The Impact of Universal Glove and Gown Use on Clostridioides Difficile Acquisition: A Cluster-Randomized Trial
- PMID: 35776131
- DOI: 10.1093/cid/ciac519
The Impact of Universal Glove and Gown Use on Clostridioides Difficile Acquisition: A Cluster-Randomized Trial
Abstract
Background: Clostridioides difficile is the most common cause of healthcare-associated infections in the United States. It is unknown whether universal gown and glove use in intensive care units (ICUs) decreases acquisition of C. difficile.
Methods: This was a secondary analysis of a cluster-randomized trial in 20 medical and surgical ICUs in 20 US hospitals from 4 January 2012 to 4 October 2012. After a baseline period, ICUs were randomized to standard practice for glove and gown use versus the intervention of all healthcare workers being required to wear gloves and gowns for all patient contact and when entering any patient room (contact precautions). The primary outcome was acquisition of toxigenic C. difficile determined by surveillance cultures collected on admission and discharge from the ICU.

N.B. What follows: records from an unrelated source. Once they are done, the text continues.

use super::*;

fn roots(coeffs: &[i64]) -> Vec<f64> {
  find_rational_roots(coeffs, DEFAULT_TOLERANCE).unwrap()
}

mod invalid_polynomial {
  use super::*;

  #[test]
  fn empty_coefficients() {
    assert!(matches!(
      find_rational_roots(&[], DEFAULT_TOLERANCE),
      Err(RootError::InvalidPolynomial)
    ));
  }

  #[test]
  fn zero_leading_coefficient() {
    assert!(matches!(
      find_rational_roots(&[0, 3, 2], DEFAULT_TOLERANCE),
      Err(RootError::InvalidPolynomial)
    ));
  }

  #[test]
  fn message() {
    assert_eq!(
      RootError::InvalidPolynomial.to_string(),
      "The polynomial must have a non-zero leading coefficient."
    );
  }
}

mod known_roots {
  use super::*;

  #[test]
  fn monic_quadratic() {
    // x^2 - 3x + 2 = (x - 1)(x - 2)
    assert_eq!(roots(&[1, -3, 2]), vec![1.0, 2.0]);
  }

  #[test]
  fn non_monic_quadratic() {
    // 2x^2 - 3x + 1 = (2x - 1)(x - 1)
    assert_eq!(roots(&[2, -3, 1]), vec![0.5, 1.0]);
  }

  #[test]
  fn no_real_roots() {
    assert!(roots(&[1, 0, 1]).is_empty());
  }

  #[test]
  fn linear() {
    assert_eq!(roots(&[1, -1]), vec![1.0]);
    assert_eq!(roots(&[3, 2]), vec![-2.0 / 3.0]);
  }

  #[test]
  fn cubic_with_negative_and_fractional_roots() {
    // (x + 2)(3x - 1)(x - 4) = 3x^3 - 7x^2 - 22x + 8
    assert_eq!(roots(&[3, -7, -22, 8]), vec![-2.0, 1.0 / 3.0, 4.0]);
  }

  #[test]
  fn repeated_root_reported_once() {
    // (x - 1)^2
    assert_eq!(roots(&[1, -2, 1]), vec![1.0]);
  }

  #[test]
  fn irrational_roots_are_not_found() {
    // x^2 - 2
    assert!(roots(&[1, 0, -2]).is_empty());
  }

  #[test]
  fn nonzero_constant_polynomial() {
    assert!(roots(&[5]).is_empty());
  }
}

mod zero_constant_term {
  use super::*;

  #[test]
  fn zero_is_a_root() {
    // x^2 - x = x(x - 1)
    assert_eq!(roots(&[1, -1, 0]), vec![0.0, 1.0]);
  }

  #[test]
  fn pure_power() {
    assert_eq!(roots(&[1, 0, 0]), vec![0.0]);
    assert_eq!(roots(&[4, 0]), vec![0.0]);
  }

  #[test]
  fn zero_alongside_fractional_roots() {
    // x(2x + 1)(x - 3) = 2x^3 - 5x^2 - 3x
    assert_eq!(roots(&[2, -5, -3, 0]), vec![-0.5, 0.0, 3.0]);
  }
}

mod exact_roots {
  use super::*;
  use num_rational::Ratio;
  use ratroots::rational_roots;

  #[test]
  fn fractions_in_lowest_terms() {
    // (4x - 2)(x + 1) = 4x^2 + 2x - 2 has root 1/2, not 2/4
    let poly = Polynomial::new(vec![4, 2, -2]).unwrap();
    assert_eq!(
      rational_roots(&poly, DEFAULT_TOLERANCE).unwrap(),
      vec![Ratio::from_integer(-1), Ratio::new(1, 2)]
    );
  }

  #[test]
  fn zero_tolerance_still_finds_exact_roots() {
    let poly = Polynomial::new(vec![1, -3, 2]).unwrap();
    assert_eq!(rational_roots(&poly, 0.0).unwrap().len(), 2);
  }
}

mod large_terms {
  use super::*;
  use num_rational::Ratio;
  use ratroots::roots::evaluate::{is_rational_root, is_root, ratio_to_f64};

  // (3x - 1)(x - 1000)^3
  fn cubed_thousand() -> Polynomial {
    Polynomial::new(vec![3, -9001, 9003000, -3003000000, 1000000000]).unwrap()
  }

  #[test]
  fn float_check_alone_misses_a_third() {
    let poly = cubed_thousand();
    let third = Ratio::new(1, 3);
    assert!(!is_root(&poly, ratio_to_f64(&third), DEFAULT_TOLERANCE));
    assert!(is_rational_root(&poly, &third, DEFAULT_TOLERANCE));
  }

  #[test]
  fn exact_check_accepts_only_true_roots() {
    let poly = cubed_thousand();
    assert!(is_rational_root(
      &poly,
      &Ratio::from_integer(1000),
      DEFAULT_TOLERANCE
    ));
    assert!(!is_rational_root(&poly, &Ratio::new(1, 2), DEFAULT_TOLERANCE));
    assert!(!is_rational_root(
      &poly,
      &Ratio::from_integer(999),
      DEFAULT_TOLERANCE
    ));
  }

  #[test]
  fn scaled_roots_found_end_to_end() {
    // (7x - 1)(x - 200)^2 = 7x^3 - 2801x^2 + 280400x - 40000
    assert_eq!(
      roots(&[7, -2801, 280400, -40000]),
      vec![1.0 / 7.0, 200.0]
    );
  }
}
use anyhow::{Context, Result};
use serde::Deserialize;
use std::path::{Path, PathBuf};

use crate::locale::Locale;
use crate::plot::PlotSettings;
use crate::DEFAULT_TOLERANCE;

/// Settings read from `~/.ratroots/config.toml`. Every key is optional.
#[derive(Debug, Clone, PartialEq, Deserialize)]
#[serde(default, deny_unknown_fields)]
pub struct Config {
  pub locale: Option<Locale>,
  pub tolerance: f64,
  pub plot: PlotSettings,
}

impl Default for Config {
  fn default() -> Self {
    Self {
      locale: None,
      tolerance: DEFAULT_TOLERANCE,
      plot: PlotSettings::default(),
    }
  }
}

pub fn default_config_path() -> Option<PathBuf> {
  // ~/.ratroots/config.toml
  dirs_next::home_dir().map(|h| h.join(".ratroots").join("config.toml"))
}

pub fn resolve_config_path(cli_path: &Option<PathBuf>) -> Option<PathBuf> {
  if let Some(p) = cli_path {
    return Some(p.clone());
  }
  default_config_path()
}

impl Config {
  pub fn from_toml_str(text: &str) -> Result<Self> {
    let config: Config = toml::from_str(text).context("Parse config TOML")?;
    if !(config.tolerance.is_finite() && config.tolerance >= 0.0) {
      anyhow::bail!("tolerance must be a non-negative number");
    }
    Ok(config)
  }

  /// Load from `path`. A missing file yields the defaults.
  pub fn load(path: &Path) -> Result<Self> {
    if !path.exists() {
      tracing::debug!(path = %path.display(), "no config file, using defaults");
      return Ok(Self::default());
    }
    let text = std::fs::read_to_string(path)
      .with_context(|| format!("Read config {}", path.display()))?;
    Self::from_toml_str(&text)
      .with_context(|| format!("Load config {}", path.display()))
  }
}
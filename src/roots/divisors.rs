use crate::RootError;

/// All integer divisors of `n`, each positive divisor followed by its negation.
///
/// Plain trial division over `1..=|n|`. Zero has no finite divisor set and
/// is rejected.
pub fn divisors(n: i64) -> Result<Vec<i64>, RootError> {
  if n == 0 {
    return Err(RootError::ZeroDivisors);
  }
  let abs_n = n.unsigned_abs();
  let mut divs = Vec::new();
  for i in 1..=abs_n {
    if abs_n % i == 0 {
      match i64::try_from(i) {
        Ok(d) => divs.extend([d, -d]),
        // |i64::MIN| only fits as a negative value
        Err(_) => divs.push(i64::MIN),
      }
    }
  }
  Ok(divs)
}
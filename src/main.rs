use std::io::{self, Write};
use std::path::{Path, PathBuf};
use std::process::ExitCode;

use anyhow::{Context, Result};
use clap::{ArgAction, Parser, Subcommand, ValueEnum};
use tracing::{info, Level};

use ratroots::config::{resolve_config_path, Config};
use ratroots::locale::{self, Locale, Message};
use ratroots::plot::{plot_polynomial, PlotLabels};
use ratroots::report::{render_text, RootReport};
use ratroots::roots::evaluate::ratio_to_f64;
use ratroots::{parser, prompt, rational_roots, Polynomial};

#[derive(Parser)]
#[command(author, version, about, long_about = None)]
struct Cli {
  /// Path to a TOML config file (default: ~/.ratroots/config.toml)
  #[arg(long, global = true)]
  config: Option<PathBuf>,

  /// Increase log verbosity (-v info, -vv debug)
  #[arg(short, long, action = ArgAction::Count, global = true)]
  verbose: u8,

  #[command(subcommand)]
  command: Option<Commands>,
}

#[derive(Subcommand)]
enum Commands {
  /// Enter a polynomial degree and coefficients interactively
  Interactive {
    /// Language of prompts and results; asked for when omitted
    #[arg(long, value_enum)]
    lang: Option<Locale>,

    /// Write an SVG plot of the polynomial to this file
    #[arg(long)]
    plot: Option<PathBuf>,
  },
  /// Find the rational roots of a polynomial given on the command line
  Solve {
    /// Integer coefficients, highest degree first
    #[arg(
      allow_negative_numbers = true,
      required_unless_present = "expr",
      conflicts_with = "expr"
    )]
    coefficients: Vec<i64>,

    /// The polynomial as text, e.g. "2x^2 - 3x + 1"
    #[arg(long, short)]
    expr: Option<String>,

    #[arg(long, value_enum)]
    lang: Option<Locale>,

    /// Absolute tolerance for the zero check
    #[arg(long, allow_negative_numbers = true)]
    tolerance: Option<f64>,

    #[arg(long, value_enum, default_value_t = OutputFormat::Text)]
    format: OutputFormat,

    /// Write an SVG plot of the polynomial to this file
    #[arg(long)]
    plot: Option<PathBuf>,
  },
}

#[derive(Clone, Copy, PartialEq, Eq, ValueEnum)]
enum OutputFormat {
  Text,
  Json,
}

fn init_logging(verbose: u8) {
  let level = match verbose {
    0 => Level::WARN,
    1 => Level::INFO,
    2 => Level::DEBUG,
    _ => Level::TRACE,
  };
  tracing_subscriber::fmt()
    .with_max_level(level)
    .with_writer(io::stderr)
    .without_time()
    .init();
}

/// Search, print and optionally plot. Errors from the search are localized.
fn solve_and_report(
  coeffs: Vec<i64>,
  locale: Locale,
  tolerance: f64,
  format: OutputFormat,
  plot_path: Option<&Path>,
  config: &Config,
) -> Result<()> {
  let poly = Polynomial::new(coeffs)
    .map_err(|e| anyhow::anyhow!(locale::error_text(locale, &e)))?;
  let roots = rational_roots(&poly, tolerance)
    .map_err(|e| anyhow::anyhow!(locale::error_text(locale, &e)))?;
  info!(polynomial = %poly, roots = roots.len(), "search finished");

  match format {
    OutputFormat::Text => println!("\n{}", render_text(locale, &roots)),
    OutputFormat::Json => {
      println!("{}", RootReport::new(&poly, &roots).to_json()?)
    }
  }

  if let Some(path) = plot_path {
    let values: Vec<f64> = roots.iter().map(ratio_to_f64).collect();
    let svg = plot_polynomial(
      &poly,
      &values,
      &config.plot,
      &PlotLabels::localized(locale),
    )?;
    std::fs::write(path, svg)
      .with_context(|| format!("Write plot {}", path.display()))?;
    if format == OutputFormat::Text {
      println!(
        "{} {}",
        locale::text(locale, Message::PlotSaved),
        path.display()
      );
    }
  }
  Ok(())
}

fn run(cli: Cli) -> Result<()> {
  let config = match resolve_config_path(&cli.config) {
    Some(path) => Config::load(&path)?,
    None => Config::default(),
  };

  match cli.command.unwrap_or(Commands::Interactive {
    lang: None,
    plot: None,
  }) {
    Commands::Interactive { lang, plot } => {
      let stdin = io::stdin();
      let mut input = stdin.lock();
      let mut output = io::stdout();
      let locale = match lang.or(config.locale) {
        Some(locale) => locale,
        None => prompt::select_locale(&mut input, &mut output)?,
      };
      let coeffs = prompt::read_polynomial(&mut input, &mut output, locale)?;
      output.flush()?;
      solve_and_report(
        coeffs,
        locale,
        config.tolerance,
        OutputFormat::Text,
        plot.as_deref(),
        &config,
      )
    }
    Commands::Solve {
      coefficients,
      expr,
      lang,
      tolerance,
      format,
      plot,
    } => {
      let coeffs = match expr {
        Some(text) => parser::parse_polynomial(&text)?,
        None => coefficients,
      };
      let tolerance = tolerance.unwrap_or(config.tolerance);
      if !(tolerance.is_finite() && tolerance >= 0.0) {
        anyhow::bail!("tolerance must be a non-negative number");
      }
      solve_and_report(
        coeffs,
        lang.or(config.locale).unwrap_or_default(),
        tolerance,
        format,
        plot.as_deref(),
        &config,
      )
    }
  }
}

fn main() -> ExitCode {
  let cli = Cli::parse();
  init_logging(cli.verbose);

  match run(cli) {
    Ok(()) => ExitCode::SUCCESS,
    Err(e) => {
      eprintln!("Error: {e:#}");
      ExitCode::FAILURE
    }
  }
}
use plotters::prelude::*;
use serde::Deserialize;

use crate::locale::{self, Locale, Message};
use crate::{Polynomial, RootError};

pub const DEFAULT_WIDTH: u32 = 600;
pub const DEFAULT_HEIGHT: u32 = 360;
/// Internal rendering resolution multiplier for sub-pixel precision.
/// Plotters maps to integer coordinates, so we render at a higher resolution
/// and scale down via SVG viewBox to get smooth curves.
const RESOLUTION_SCALE: u32 = 10;
/// Largest accepted width or height, in display pixels.
pub const MAX_IMAGE_SIZE: u32 = 10_000;
pub const NUM_SAMPLES: usize = 500;

/// Curve color (blue) and root marker color (red).
const CURVE_COLOR: (u8, u8, u8) = (0x5E, 0x81, 0xB5);
const ROOT_COLOR: (u8, u8, u8) = (0xD9, 0x51, 0x19);

/// Sampling domain and image size.
#[derive(Debug, Clone, PartialEq, Deserialize)]
#[serde(default)]
pub struct PlotSettings {
  pub x_min: f64,
  pub x_max: f64,
  pub samples: usize,
  pub width: u32,
  pub height: u32,
}

impl Default for PlotSettings {
  fn default() -> Self {
    Self {
      x_min: -10.0,
      x_max: 10.0,
      samples: NUM_SAMPLES,
      width: DEFAULT_WIDTH,
      height: DEFAULT_HEIGHT,
    }
  }
}

/// Text drawn on the chart.
#[derive(Debug, Clone)]
pub struct PlotLabels {
  pub title: String,
  pub curve: String,
  pub roots: String,
}

impl PlotLabels {
  pub fn localized(locale: Locale) -> Self {
    Self {
      title: locale::text(locale, Message::PlotTitle).to_string(),
      curve: locale::text(locale, Message::CurveLabel).to_string(),
      roots: locale::text(locale, Message::RootsLabel).to_string(),
    }
  }
}

fn plot_err(e: impl std::fmt::Display) -> RootError {
  RootError::PlotError(e.to_string())
}

/// Evenly spaced samples of `poly` over the configured domain.
pub fn sample_polynomial(
  poly: &Polynomial,
  settings: &PlotSettings,
) -> Vec<(f64, f64)> {
  let step = (settings.x_max - settings.x_min) / (settings.samples - 1) as f64;
  (0..settings.samples)
    .map(|i| {
      let x = settings.x_min + i as f64 * step;
      (x, poly.evaluate(x))
    })
    .collect()
}

/// Split points into contiguous finite segments, breaking at NaN/Infinity
fn split_into_segments(
  points: &[(f64, f64)],
) -> Vec<Vec<(f64, f64)>> {
  let mut segments: Vec<Vec<(f64, f64)>> = Vec::new();
  let mut current: Vec<(f64, f64)> = Vec::new();

  for &(x, y) in points {
    if y.is_finite() {
      current.push((x, y));
    } else if current.len() > 1 {
      segments.push(std::mem::take(&mut current));
    } else {
      current.clear();
    }
  }
  if current.len() > 1 {
    segments.push(current);
  }
  segments
}

/// Compute a "nice" major tick step given the axis range and desired label count.
fn nice_step(range: f64, target_labels: usize) -> f64 {
  let raw = range / target_labels as f64;
  let mag = 10_f64.powf(raw.abs().log10().floor());
  let norm = raw / mag;
  let nice = if norm <= 1.0 {
    1.0
  } else if norm <= 2.0 {
    2.0
  } else if norm <= 5.0 {
    5.0
  } else {
    10.0
  };
  nice * mag
}

fn is_major_tick(v: f64, step: f64) -> bool {
  if step == 0.0 {
    return true;
  }
  let remainder = (v / step).round() * step - v;
  remainder.abs() < step * 1e-9
}

/// Format a tick value, dropping the trailing ".0" for integers.
fn format_tick(v: f64) -> String {
  if (v - v.round()).abs() < 1e-9 {
    format!("{}", v.round() as i64)
  } else {
    format!("{v:.1}")
  }
}

/// Y range covering the finite samples and the x axis, with 4% padding.
fn y_range(points: &[(f64, f64)]) -> (f64, f64) {
  let (lo, hi) = points
    .iter()
    .map(|&(_, y)| y)
    .filter(|y| y.is_finite())
    .fold((0.0_f64, 0.0_f64), |(lo, hi), y| (lo.min(y), hi.max(y)));
  let span = hi - lo;
  let padding = if span.abs() < f64::EPSILON {
    1.0
  } else {
    span * 0.04
  };
  (lo - padding, hi + padding)
}

/// Render `poly` over the configured domain as an SVG document, with a
/// marker on the x axis at every root inside the domain.
pub fn plot_polynomial(
  poly: &Polynomial,
  roots: &[f64],
  settings: &PlotSettings,
  labels: &PlotLabels,
) -> Result<String, RootError> {
  if !(settings.x_min < settings.x_max) || settings.samples < 2 {
    return Err(plot_err(format!(
      "invalid domain [{}, {}] with {} samples",
      settings.x_min, settings.x_max, settings.samples
    )));
  }
  if settings.width == 0 || settings.height == 0 {
    return Err(plot_err("image size must be positive"));
  }
  if settings.width > MAX_IMAGE_SIZE || settings.height > MAX_IMAGE_SIZE {
    return Err(plot_err(format!(
      "image size too large: {}x{} exceeds {MAX_IMAGE_SIZE}",
      settings.width, settings.height
    )));
  }

  let points = sample_polynomial(poly, settings);
  let (x_min, x_max) = (settings.x_min, settings.x_max);
  let (y_min, y_max) = y_range(&points);
  let visible_roots: Vec<f64> = roots
    .iter()
    .copied()
    .filter(|r| (x_min..=x_max).contains(r))
    .collect();

  let svg_width = settings.width;
  let svg_height = settings.height;
  let render_width = svg_width * RESOLUTION_SCALE;
  let render_height = svg_height * RESOLUTION_SCALE;
  let sf = RESOLUTION_SCALE as f64;
  let s = RESOLUTION_SCALE as i32;

  let top_margin = 25 * s;
  let x_label_area = 25 * RESOLUTION_SCALE + 16 * RESOLUTION_SCALE;
  let y_label_area = 40 * RESOLUTION_SCALE + 18 * RESOLUTION_SCALE;

  let mut buf = String::new();
  {
    let root = SVGBackend::with_string(&mut buf, (render_width, render_height))
      .into_drawing_area();
    root.fill(&WHITE).map_err(plot_err)?;

    let tick = 4 * s;
    let dark_gray = RGBColor(0x66, 0x66, 0x66);
    let light_gray = RGBColor(0xCC, 0xCC, 0xCC);

    let mut chart = ChartBuilder::on(&root)
      .margin_top(top_margin as u32)
      .margin_right(10 * s as u32)
      .margin_bottom(10 * s as u32)
      .margin_left(10 * s as u32)
      .x_label_area_size(x_label_area)
      .y_label_area_size(y_label_area)
      .build_cartesian_2d(x_min..x_max, y_min..y_max)
      .map_err(plot_err)?;

    // ~5 labelled major ticks with 5 minor subdivisions each
    let x_major = nice_step(x_max - x_min, 5);
    let y_major = nice_step(y_max - y_min, 5);
    let x_tick_count = ((x_max - x_min) / (x_major / 5.0)).round() as usize + 1;
    let y_tick_count = ((y_max - y_min) / (y_major / 5.0)).round() as usize + 1;

    chart
      .configure_mesh()
      .disable_mesh()
      .x_labels(x_tick_count)
      .y_labels(y_tick_count)
      .x_label_formatter(&move |v: &f64| {
        if is_major_tick(*v, x_major) {
          format_tick(*v)
        } else {
          String::new()
        }
      })
      .y_label_formatter(&move |v: &f64| {
        if is_major_tick(*v, y_major) {
          format_tick(*v)
        } else {
          String::new()
        }
      })
      .axis_style(dark_gray.stroke_width(RESOLUTION_SCALE))
      .label_style(
        ("sans-serif", RESOLUTION_SCALE as f64 * 11.0)
          .into_font()
          .color(&dark_gray),
      )
      .set_tick_mark_size(LabelAreaPosition::Left, tick)
      .set_tick_mark_size(LabelAreaPosition::Bottom, tick)
      .draw()
      .map_err(plot_err)?;

    if x_min < 0.0 && x_max > 0.0 {
      chart
        .draw_series(std::iter::once(PathElement::new(
          vec![(0.0, y_min), (0.0, y_max)],
          light_gray.stroke_width(RESOLUTION_SCALE),
        )))
        .map_err(plot_err)?;
    }
    // y = 0 reference line, always inside the y range
    chart
      .draw_series(std::iter::once(PathElement::new(
        vec![(x_min, 0.0), (x_max, 0.0)],
        BLACK.stroke_width(8),
      )))
      .map_err(plot_err)?;

    let (r, g, b) = CURVE_COLOR;
    for segment in split_into_segments(&points) {
      chart
        .draw_series(std::iter::once(PathElement::new(
          segment,
          RGBColor(r, g, b).stroke_width(15), // 1.5px at display size
        )))
        .map_err(plot_err)?;
    }

    let (r, g, b) = ROOT_COLOR;
    let marker_size = 4 * RESOLUTION_SCALE;
    chart
      .draw_series(visible_roots.iter().map(|&x| {
        Circle::new((x, 0.0), marker_size, RGBColor(r, g, b).filled())
      }))
      .map_err(plot_err)?;

    root.present().map_err(plot_err)?;
  }

  rewrite_svg_header(
    &mut buf,
    svg_width,
    svg_height,
    render_width,
    render_height,
  );

  let margin_left = 10.0 * sf;
  let margin_top = top_margin as f64;
  let plot_x0 = margin_left + y_label_area as f64;
  let plot_w =
    render_width as f64 - margin_left - 10.0 * sf - y_label_area as f64;
  let plot_h =
    render_height as f64 - margin_top - 10.0 * sf - x_label_area as f64;
  let axis_y = margin_top + plot_h;
  let font_size = sf * 11.0;
  let title_font_size = sf * 13.0;

  if let Some(insert_pos) = buf.rfind("</svg>") {
    let mut labels_svg = String::new();

    let cx = plot_x0 + plot_w / 2.0;
    let ty = margin_top - title_font_size * 0.5;
    labels_svg.push_str(&format!(
      "<text x=\"{cx:.1}\" y=\"{ty:.1}\" text-anchor=\"middle\" \
       font-family=\"sans-serif\" font-size=\"{title_font_size:.0}\" \
       fill=\"#333\">{}</text>\n",
      html_escape(&labels.title)
    ));

    let base_y = axis_y + font_size * 2.8;
    labels_svg.push_str(&format!(
      "<text x=\"{cx:.1}\" y=\"{base_y:.1}\" text-anchor=\"middle\" \
       font-family=\"sans-serif\" font-size=\"{font_size:.0}\" \
       fill=\"#666\">x</text>\n"
    ));
    let cy = margin_top + plot_h / 2.0;
    let lx = margin_left + font_size * 0.8;
    labels_svg.push_str(&format!(
      "<text x=\"{lx:.1}\" y=\"{cy:.1}\" text-anchor=\"middle\" \
       font-family=\"sans-serif\" font-size=\"{font_size:.0}\" \
       fill=\"#666\" transform=\"rotate(-90,{lx:.1},{cy:.1})\">y</text>\n"
    ));

    labels_svg.push_str(&legend_svg(
      plot_x0 + plot_w - 120.0 * sf,
      margin_top + 6.0 * sf,
      font_size,
      labels,
      !visible_roots.is_empty(),
    ));

    buf.insert_str(insert_pos, &labels_svg);
  }

  Ok(buf)
}

/// Legend box in the top-right corner: a line swatch for the curve and,
/// when any root is drawn, a dot swatch for the markers.
fn legend_svg(
  x: f64,
  y: f64,
  font_size: f64,
  labels: &PlotLabels,
  with_roots: bool,
) -> String {
  let row_h = font_size * 1.5;
  let rows = if with_roots { 2.0 } else { 1.0 };
  let width = font_size * 10.0;
  let swatch = font_size * 2.0;
  let mut out = format!(
    "<rect class=\"legend\" x=\"{x:.1}\" y=\"{y:.1}\" width=\"{width:.1}\" \
     height=\"{:.1}\" fill=\"white\" fill-opacity=\"0.8\" stroke=\"#999\"/>\n",
    rows * row_h + font_size * 0.5
  );

  let (r, g, b) = CURVE_COLOR;
  let ly = y + row_h * 0.5 + font_size * 0.25;
  out.push_str(&format!(
    "<line x1=\"{:.1}\" y1=\"{ly:.1}\" x2=\"{:.1}\" y2=\"{ly:.1}\" \
     stroke=\"rgb({r},{g},{b})\" stroke-width=\"15\"/>\n",
    x + font_size * 0.5,
    x + font_size * 0.5 + swatch
  ));
  out.push_str(&format!(
    "<text x=\"{:.1}\" y=\"{:.1}\" font-family=\"sans-serif\" \
     font-size=\"{font_size:.0}\" fill=\"#333\">{}</text>\n",
    x + swatch + font_size,
    ly + font_size * 0.35,
    html_escape(&labels.curve)
  ));

  if with_roots {
    let (r, g, b) = ROOT_COLOR;
    let ly = ly + row_h;
    out.push_str(&format!(
      "<circle class=\"legend\" cx=\"{:.1}\" cy=\"{ly:.1}\" r=\"{:.1}\" \
       fill=\"rgb({r},{g},{b})\"/>\n",
      x + font_size * 0.5 + swatch / 2.0,
      font_size * 0.35
    ));
    out.push_str(&format!(
      "<text x=\"{:.1}\" y=\"{:.1}\" font-family=\"sans-serif\" \
       font-size=\"{font_size:.0}\" fill=\"#333\">{}</text>\n",
      x + swatch + font_size,
      ly + font_size * 0.35,
      html_escape(&labels.roots)
    ));
  }
  out
}

/// Escape special characters for SVG text content.
fn html_escape(s: &str) -> String {
  s.replace('&', "&amp;")
    .replace('<', "&lt;")
    .replace('>', "&gt;")
    .replace('"', "&quot;")
}

/// Rewrite the SVG header to use viewBox for display scaling.
fn rewrite_svg_header(
  buf: &mut String,
  svg_width: u32,
  svg_height: u32,
  render_width: u32,
  render_height: u32,
) {
  if let Some(pos) = buf.find('>') {
    let new_header = format!(
      "<svg width=\"{}\" height=\"{}\" viewBox=\"0 0 {} {}\" preserveAspectRatio=\"xMidYMid meet\" xmlns=\"http://www.w3.org/2000/svg\"",
      svg_width, svg_height, render_width, render_height,
    );
    buf.replace_range(..pos, &new_header);
  }
}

Results: A total of 21 845 patients had both admission and discharge perianal swabs cultured for toxigenic C. difficile. On admission, 9.43% (2060/21 845) of patients were colonized with toxigenic C. difficile. No significant difference was observed in the rate of toxigenic C. difficile acquisition with universal gown and glove use. Differences in acquisition rates in the study period compared with the baseline period in control ICUs were 1.49 per 100 patient-days versus 1.68 per 100 patient-days in universal gown and glove ICUs (rate difference, -0.28; generalized linear mixed model, P = .091).
Conclusions: Glove and gown use for all patient contact in medical and surgical ICUs did not result in a reduction in the acquisition of C. difficile compared with usual care.
Clinical trials registration: NCT01318213.
Keywords: Clostridioides difficile; antibiotic-resistance; barrier precautions; contact precautions.
Published by Oxford University Press on behalf of Infectious Diseases Society of America 2022.
Conflict of interest statement
Potential conflicts of interest. E. R. D. reports grants or contracts from Synthetic Biologics, Ferring, and Pfizer, outside of the submitted work, and consulting fees from Seres, Merck, Pfizer, Abbott, and Ferring. S. L. reports grants/contracts to their institution under the CDC Prevention Epicenters and Broad Agency Agreement mechanisms in the broad field of infection prevention and healthcare epidemiology from the Centers for Disease Control and Prevention and a contract for Maryland hospital collaboratives on C. difficile and COVID-19 prevention from the Maryland Department of Health, all outside of the submitted work. T. H. reports grants or contracts paid to their institution from Synthetic Biologics, Inc, and CDC Epicenters, both outside of the submitted work. D. J. M. reports grants or contracts unrelated to this work from the National Institutes of Health, CDC, and Veterans Affairs Health Services Research and Development; reimbursement for travel from IDWeek and the Society for Healthcare Epidemiology of America (SHEA); and unpaid positions as Chair of the IDWeek SHEA Committee and as lead of the SHEA Diagnostic Stewardship Taskforce. All other authors report no potential conflicts. All authors have submitted the ICMJE Form for Disclosure of Potential Conflicts of Interest. Conflicts that the editors consider relevant to the content of the manuscript have been disclosed.